Monday, Jan. 31, 2000

Ladies Sing the Blues

By Andrea Sachs

It's an old familiar song. Girl has a remarkable voice, which her hometown discovers before she even enters school. By her teens, she is singing professionally. Soon, she's on the road. Fame and fortune come her way, either through struggle or windfall. So do men, who often treat her shabbily. There might be a season of drugs or insanity, or both. Still, musical success has arrived. It's a well-worn tale, but we never tire of hearing about these divas of our day. And the publishing industry is ever eager to oblige. Here are some new tomes about our finest songstresses:

SWEET SINGER

When Rosemary Clooney first heard Come On-a My House, she was underwhelmed. "I thought the lyric ranged from incoherent to just plain silly," she recalls in her engaging memoir Girl Singer: An Autobiography (Doubleday), written with Joan Barthel. But Clooney soon changed her mind when the playful song catapulted her to stardom. "I'd gone from being just another girl singer to a full-page photo in LIFE, from 'Rosemary who?' to a household word," she marvels.
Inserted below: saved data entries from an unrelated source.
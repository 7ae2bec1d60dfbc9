//! GPU-free backend that validates and records submitted command lists.
//!
//! Used by the test suite and by hosts that want to inspect what a frame
//! would do. It checks handle liveness in submission order, so a release
//! recorded before a use of the same texture fails the submit.

use std::collections::{BTreeMap, HashSet};

use specula_gpu_shared::shaders::{ComputeKernel, ShaderPass};

use crate::backend::{SsrBackend, TextureId};
use crate::commands::{Command, CommandList};
use crate::error::SsrError;
use crate::targets::{StorageAccess, TargetDesc, TargetFormat, TargetKey};
use crate::texture_size::TextureSize;

#[derive(Clone, Debug, PartialEq)]
pub struct LiveTexture {
    /// `None` for imported host textures.
    pub key: Option<TargetKey>,
    pub size: TextureSize,
    pub desc: Option<TargetDesc>,
}

#[derive(Debug)]
pub struct RecordingBackend {
    next_id: u64,
    live: BTreeMap<TextureId, LiveTexture>,
    missing_passes: HashSet<ShaderPass>,
    missing_kernels: HashSet<ComputeKernel>,
    unsupported_formats: HashSet<TargetFormat>,
    read_write_storage: bool,
    group_size: [u32; 3],
    fail_next_submit: Option<String>,
    allocation_count: usize,
    submissions: Vec<CommandList>,
}

impl Default for RecordingBackend {
    fn default() -> Self {
        Self {
            next_id: 1,
            live: BTreeMap::new(),
            missing_passes: HashSet::new(),
            missing_kernels: HashSet::new(),
            unsupported_formats: HashSet::new(),
            read_write_storage: true,
            group_size: [8, 8, 1],
            fail_next_submit: None,
            allocation_count: 0,
            submissions: Vec::new(),
        }
    }
}

impl RecordingBackend {
    pub fn new() -> Self {
        Self::default()
    }

    fn next_id(&mut self) -> TextureId {
        let id = TextureId(self.next_id);
        self.next_id += 1;
        id
    }

    /// Registers a host texture (camera colour, depth, G-buffer, noise).
    pub fn import_texture(&mut self, size: TextureSize) -> TextureId {
        let id = self.next_id();
        self.live.insert(
            id,
            LiveTexture {
                key: None,
                size,
                desc: None,
            },
        );
        id
    }

    pub fn disable_shader_pass(&mut self, pass: ShaderPass) {
        self.missing_passes.insert(pass);
    }

    pub fn disable_kernel(&mut self, kernel: ComputeKernel) {
        self.missing_kernels.insert(kernel);
    }

    pub fn disable_format(&mut self, format: TargetFormat) {
        self.unsupported_formats.insert(format);
    }

    pub fn set_read_write_storage(&mut self, supported: bool) {
        self.read_write_storage = supported;
    }

    pub fn set_group_size(&mut self, group_size: [u32; 3]) {
        self.group_size = group_size;
    }

    pub fn fail_next_submit(&mut self, message: &str) {
        self.fail_next_submit = Some(message.to_string());
    }

    pub fn live_count(&self) -> usize {
        self.live.len()
    }

    pub fn is_live(&self, id: TextureId) -> bool {
        self.live.contains_key(&id)
    }

    pub fn live(&self, id: TextureId) -> Option<&LiveTexture> {
        self.live.get(&id)
    }

    /// Keys of live pipeline-owned targets.
    pub fn live_keys(&self) -> Vec<TargetKey> {
        self.live.values().filter_map(|t| t.key).collect()
    }

    /// Total number of allocations ever made.
    pub fn allocation_count(&self) -> usize {
        self.allocation_count
    }

    pub fn submissions(&self) -> &[CommandList] {
        &self.submissions
    }

    pub fn last_submission(&self) -> Option<&CommandList> {
        self.submissions.last()
    }

    fn check_live(&self, id: TextureId, index: usize) -> Result<(), SsrError> {
        if self.live.contains_key(&id) {
            Ok(())
        } else {
            Err(SsrError::Backend(format!(
                "command {index} uses {id}, which is not live"
            )))
        }
    }

    fn check_command<'a>(
        &self,
        scopes: &mut Vec<&'a str>,
        index: usize,
        command: &'a Command,
    ) -> Result<(), SsrError> {
        match command {
            Command::BeginSample(name) => scopes.push(name),
            Command::EndSample(name) => match scopes.pop() {
                Some(open) if open == name => {}
                _ => {
                    return Err(SsrError::Backend(format!(
                        "command {index} closes unopened scope {name}"
                    )))
                }
            },
            Command::SetFrameUniforms(_) => {}
            Command::Blit {
                source,
                target,
                bindings,
                ..
            } => {
                if let Some(source) = source {
                    self.check_live(*source, index)?;
                }
                self.check_live(*target, index)?;
                for id in bindings.slots().into_iter().filter_map(|(_, id)| id) {
                    self.check_live(id, index)?;
                }
            }
            Command::CopyTexture { source, target, .. }
            | Command::Dispatch { source, target, .. } => {
                self.check_live(*source, index)?;
                self.check_live(*target, index)?;
            }
            Command::DrawRenderers { color_targets, .. } => {
                for id in color_targets {
                    self.check_live(*id, index)?;
                }
            }
            Command::Release(id) => self.check_live(*id, index)?,
        }
        Ok(())
    }

    /// Checks the list in order and applies its releases. Every release is
    /// applied even after the first error, so a rejected frame leaks nothing.
    fn validate(&mut self, commands: &CommandList) -> Result<(), SsrError> {
        let mut scopes: Vec<&str> = Vec::new();
        let mut failure = None;
        for (index, command) in commands.iter().enumerate() {
            if failure.is_none() {
                if let Err(e) = self.check_command(&mut scopes, index, command) {
                    failure = Some(e);
                }
            }
            if let Command::Release(id) = command {
                self.live.remove(id);
            }
        }
        if let Some(e) = failure {
            return Err(e);
        }
        if let Some(open) = scopes.pop() {
            return Err(SsrError::Backend(format!("profiler scope {open} left open")));
        }
        Ok(())
    }
}

impl SsrBackend for RecordingBackend {
    fn supports_target(&self, desc: &TargetDesc) -> bool {
        !self.unsupported_formats.contains(&desc.format)
            && (desc.storage != StorageAccess::ReadWrite || self.read_write_storage)
    }

    fn allocate_target(
        &mut self,
        key: TargetKey,
        desc: &TargetDesc,
    ) -> Result<TextureId, SsrError> {
        if !self.supports_target(desc) {
            return Err(SsrError::UnsupportedFormat {
                key,
                format: desc.format,
            });
        }
        let id = self.next_id();
        self.live.insert(
            id,
            LiveTexture {
                key: Some(key),
                size: desc.size,
                desc: Some(*desc),
            },
        );
        self.allocation_count += 1;
        Ok(id)
    }

    fn release_target(&mut self, id: TextureId) {
        if self.live.remove(&id).is_none() {
            log::warn!("release of unknown texture {id}");
        }
    }

    fn has_shader_pass(&self, pass: ShaderPass) -> bool {
        !self.missing_passes.contains(&pass)
    }

    fn kernel_group_size(&self, kernel: ComputeKernel) -> Option<[u32; 3]> {
        (!self.missing_kernels.contains(&kernel)).then_some(self.group_size)
    }

    fn submit(&mut self, commands: CommandList) -> Result<(), SsrError> {
        if let Some(message) = self.fail_next_submit.take() {
            for command in commands.iter() {
                if let Command::Release(id) = command {
                    self.live.remove(id);
                }
            }
            return Err(SsrError::Backend(message));
        }
        let result = self.validate(&commands);
        self.submissions.push(commands);
        result
    }
}

#[cfg(test)]
mod tests {
    use super::*;
    use crate::commands::FrameBindings;

    #[test]
    fn test_use_after_release_rejected() {
        let mut backend = RecordingBackend::new();
        let a = backend
            .allocate_target(
                TargetKey::Combine,
                &TargetDesc::color(TextureSize::new(4, 4), TargetFormat::Rgba16Float),
            )
            .unwrap();
        let mut list = CommandList::new("test");
        list.release(a);
        list.push(Command::Blit {
            source: None,
            target: a,
            pass: None,
            bindings: FrameBindings::default(),
        });
        let err = backend.submit(list).unwrap_err();
        assert!(err.to_string().contains("not live"));
    }

    #[test]
    fn test_rejected_list_still_applies_releases() {
        let mut backend = RecordingBackend::new();
        let desc = TargetDesc::color(TextureSize::new(4, 4), TargetFormat::Rgba16Float);
        let a = backend.allocate_target(TargetKey::Combine, &desc).unwrap();
        let b = backend.allocate_target(TargetKey::Resolved, &desc).unwrap();
        let mut list = CommandList::new("test");
        list.release(a);
        list.push(Command::Blit {
            source: Some(a),
            target: b,
            pass: None,
            bindings: FrameBindings::default(),
        });
        list.release(b);

        assert!(backend.submit(list).is_err());
        assert!(!backend.is_live(a));
        assert!(!backend.is_live(b));
    }

    #[test]
    fn test_unbalanced_scope_rejected() {
        let mut backend = RecordingBackend::new();
        let mut list = CommandList::new("test");
        list.begin_sample("SSR Blur");
        assert!(backend.submit(list).is_err());
    }

    #[test]
    fn test_read_write_storage_toggle() {
        let mut backend = RecordingBackend::new();
        let desc = TargetDesc::storage(
            TextureSize::new(4, 4),
            TargetFormat::Rgba16Float,
            StorageAccess::ReadWrite,
        );
        assert!(backend.supports_target(&desc));
        backend.set_read_write_storage(false);
        assert!(!backend.supports_target(&desc));
        assert!(backend.allocate_target(TargetKey::BlurIntermediate, &desc).is_err());
    }
}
Clooney, known now to a new generation as the aunt of actor George Clooney, tells a good yarn. Still the likable girl-next-door, despite life's vicissitudes, she describes how she went from being a schoolgirl in kneesocks in Maysville, Ky., to a Big Band singer, performing with the likes of Frank Sinatra and Tony Bennett. There were bumps along the way: a failed marriage to the unfaithful Jose Ferrer, addiction to prescription drugs, even a stay in a psychiatric ward. Life got so blurry, she flushed a 7 1/2-carat diamond down the toilet. But Clooney is back in the game now and takes the reader on a good ride. Why not? She went on one herself that took her from the White House to Buckingham Palace.

SPIRITUAL JOURNEY

A long time later, Marian Anderson would recall her early years in south Philadelphia. "I'd think, 'Can't I sing? Can't I be a singer because I'm colored?'" Nobody was more entitled to that musical success, proclaims the meticulously researched new biography Marian Anderson: A Singer's Journey (Scribner), by Brandeis professor of music Allan Keiler. By 10 years old, Anderson was already known locally as "the baby contralto." But it would take an uphill fight, time spent in Europe, even the intercession of Eleanor Roosevelt, for her to triumph over discrimination in the U.S. It was only when she was refused a booking at Constitution Hall, the headquarters of the D.A.R., that Anderson, a singer of classical music, opera and spirituals, burst into the national consciousness. By the time she died in 1993, at 96, the baby contralto had become a national icon. Alas, Keiler's book is so exhaustive that it is exhausting, likely to wear out everyone but serious students of music.

OVER THE RAINBOW

Judy Garland's famously messy life has served as fodder for many writers. This March, Gerald Clarke, a former TIME senior writer and author of Capote, will weigh in with his volume Get Happy: The Life of Judy Garland (Random House). The book's title, from one of Garland's oft-sung standards, is ironic; Garland never could get happy, despite her frantic efforts. Clarke's 10 years of research and 500 interviews blend into a smooth, tantalizing read. After learning more about Garland's tumultuous childhood (Dad repeatedly got into trouble for pursuing teenage boys; Mom was the stage mother from hell), readers will never question why Frances Ethel Gumm grew up to be the sad, pill-popping, suicidal adult that she was. Endless love affairs, abortions, crises, overdoses--it's all here. Oh, and some not-too-shabby singing and moviemaking too.